My guess is that you have a list of lists, and you want to copy it. Here's one
way, using a slice over the entire list.
>>> listA = [[1], [1,2], [1,2,3], [1,2,3,4], [1,2,3,4,5]]
>>> listB = listA[:] # like listA[0:5]
listA and listB are now independent lists, but the sublists are shared:
>>> listA.append(None) # modify listA, and listB is unchanged
>>> listB
[[1], [1, 2], [1, 2, 3], [1, 2, 3, 4], [1, 2, 3, 4, 5]]
>>> listA[0].append(None) # but modify a shared sublist
>>> listB # and listB sees the same change
[[1, None], [1, 2], [1, 2, 3], [1, 2, 3, 4], [1, 2, 3, 4, 5]]
If that's not the behaviour you want, you need to make copies of the inner
lists too:
>>> listA = [[1], [1,2], [1,2,3], [1,2,3,4], [1,2,3,4,5]]
>>> listB = [inner[:] for inner in listA]
>>>
>>> listA.append(None)
>>> listA[0].append(None)
>>> listB
[[1], [1, 2], [1, 2, 3], [1, 2, 3, 4], [1, 2, 3, 4, 5]]
That's easy enough when listA is a nested list of lists one level deep, but if
it contains a mix of lists and scalars, or multiple levels, you should use the
copy module to do the copying:
import copy
listB = copy.deepcopy(listA)
How do you create a two-dimensional array? The basic technique is with a
nested list comprehension:
>>> [[2**j for j in range(4)] for i in range(i)]
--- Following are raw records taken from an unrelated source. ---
use serde_json::Value;
use thiserror::Error;

use crate::connection_manager::ExtractedMetadata;
use crate::form::{MetadataSource, RequestForm};
use crate::profiles::DbType;
use crate::provider::Provider;
use crate::wire::{ExecutionRequest, GenerationRequest, SampleRequest};

/// Row cap sent with every execution request.
pub const EXECUTION_ROW_LIMIT: u32 = 50;

#[derive(Debug, Error)]
pub enum RequestError {
    #[error("enter a natural-language request first")]
    EmptyRequest,
    #[error("there is no SQL to execute")]
    EmptySql,
    #[error("metadata JSON is malformed: {0}")]
    MalformedMetadata(#[source] serde_json::Error),
}

pub fn build_generation_request(
    form: &RequestForm,
    db_type: DbType,
    metadata: Option<&ExtractedMetadata>,
) -> Result<GenerationRequest, RequestError> {
    let request = form.text.trim();
    if request.is_empty() {
        return Err(RequestError::EmptyRequest);
    }

    let database_info = match form.metadata_source {
        MetadataSource::RealDatabase => metadata.map(|metadata| metadata.schema.clone()),
        MetadataSource::Custom if form.custom_metadata.trim().is_empty() => None,
        MetadataSource::Custom => Some(
            serde_json::from_str::<Value>(&form.custom_metadata)
                .map_err(RequestError::MalformedMetadata)?,
        ),
    };

    Ok(GenerationRequest {
        request: request.to_string(),
        db_type,
        include_etl: form.include_etl,
        provider: Provider::for_model(&form.model_name),
        model_name: form.model_name.clone(),
        database_info,
    })
}

pub fn build_execution_request(sql: &str) -> Result<ExecutionRequest, RequestError> {
    let sql = sql.trim();
    if sql.is_empty() {
        return Err(RequestError::EmptySql);
    }

    Ok(ExecutionRequest {
        sql: sql.to_string(),
        limit: EXECUTION_ROW_LIMIT,
    })
}

#[must_use]
pub fn build_sample_request(metadata: &ExtractedMetadata, model_name: &str) -> SampleRequest {
    SampleRequest {
        metadata: metadata.schema.clone(),
        provider: Provider::for_model(model_name),
        model_name: model_name.to_string(),
    }
}

#[cfg(test)]
mod tests {
    use serde_json::json;

    use super::{
        build_execution_request, build_generation_request, build_sample_request, RequestError,
        EXECUTION_ROW_LIMIT,
    };
    use crate::connection_manager::ExtractedMetadata;
    use crate::form::{MetadataSource, RequestForm};
    use crate::profiles::DbType;
    use crate::provider::Provider;

    fn metadata() -> ExtractedMetadata {
        ExtractedMetadata {
            schema: json!({"schema_summary": {"tables": [{"table_name": "users"}]}}),
            table_count: 1,
        }
    }

    fn form(text: &str) -> RequestForm {
        RequestForm {
            text: text.to_string(),
            ..RequestForm::default()
        }
    }

    #[test]
    fn blank_request_is_rejected_before_dispatch() {
        let err = build_generation_request(&form("   "), DbType::PostgreSql, None)
            .expect_err("blank request should fail");
        assert!(matches!(err, RequestError::EmptyRequest));
    }

    #[test]
    fn real_database_source_attaches_extracted_metadata() {
        let metadata = metadata();
        let request =
            build_generation_request(&form(" top users "), DbType::PostgreSql, Some(&metadata))
                .expect("request should build");

        assert_eq!(request.request, "top users");
        assert_eq!(request.database_info, Some(metadata.schema));
        assert_eq!(request.provider, Provider::OpenAi);
    }

    #[test]
    fn real_database_source_without_metadata_omits_database_info() {
        let request = build_generation_request(&form("top users"), DbType::MySql, None)
            .expect("request should build");
        assert!(request.database_info.is_none());
        assert_eq!(request.db_type, DbType::MySql);
    }

    #[test]
    fn custom_source_parses_json_and_ignores_extracted_metadata() {
        let mut form = form("top users");
        form.metadata_source = MetadataSource::Custom;
        form.custom_metadata = r#"{"tables": ["orders"]}"#.to_string();
        form.model_name = "gemini-pro".to_string();

        let request = build_generation_request(&form, DbType::PostgreSql, Some(&metadata()))
            .expect("request should build");
        assert_eq!(request.database_info, Some(json!({"tables": ["orders"]})));
        assert_eq!(request.provider, Provider::Google);
    }

    #[test]
    fn malformed_custom_json_aborts_generation() {
        let mut form = form("top users");
        form.metadata_source = MetadataSource::Custom;
        form.custom_metadata = "{not json".to_string();

        let err = build_generation_request(&form, DbType::PostgreSql, None)
            .expect_err("malformed metadata should fail");
        assert!(matches!(err, RequestError::MalformedMetadata(_)));
    }

    #[test]
    fn blank_custom_json_is_treated_as_absent() {
        let mut form = form("top users");
        form.metadata_source = MetadataSource::Custom;
        form.custom_metadata = "  \n".to_string();

        let request = build_generation_request(&form, DbType::PostgreSql, Some(&metadata()))
            .expect("request should build");
        assert!(request.database_info.is_none());
    }

    #[test]
    fn execution_request_trims_sql_and_uses_fixed_limit() {
        let request = build_execution_request("  SELECT 1;  ").expect("request should build");
        assert_eq!(request.sql, "SELECT 1;");
        assert_eq!(request.limit, EXECUTION_ROW_LIMIT);

        assert!(matches!(
            build_execution_request(" \n "),
            Err(RequestError::EmptySql)
        ));
    }

    #[test]
    fn sample_request_uses_same_provider_dispatch() {
        let metadata = metadata();
        let request = build_sample_request(&metadata, "gpt-5-nano-2025-08-07");
        assert_eq!(request.provider, Provider::OpenAi);
        assert_eq!(request.metadata, metadata.schema);

        let request = build_sample_request(&metadata, "gemini-1.5-flash");
        assert_eq!(request.provider, Provider::Google);
    }
}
[[1, 2, 4, 8], [1, 2, 4, 8], [1, 2, 4, 8], [1, 2, 4, 8], [1, 2, 4, 8]]
This is equivalent to:
listA = []
for i in range(5):
listB = []
for j in range(4):
listB.append(2**j)
listA.append(listB)
only slightly shorter :)
If all you need is a two-dimension array of numbers 0...n, use the range()
built-in to generate the inner lists:
>>> [list(range(4)) for i in range(5)]
[[0, 1, 2, 3], [0, 1, 2, 3], [0, 1, 2, 3], [0, 1, 2, 3], [0, 1, 2, 3]]
The call to list() is needed in Python 3, where range() returns a lazy
iterator; in Python 2, it returns a list and you don't need to call list()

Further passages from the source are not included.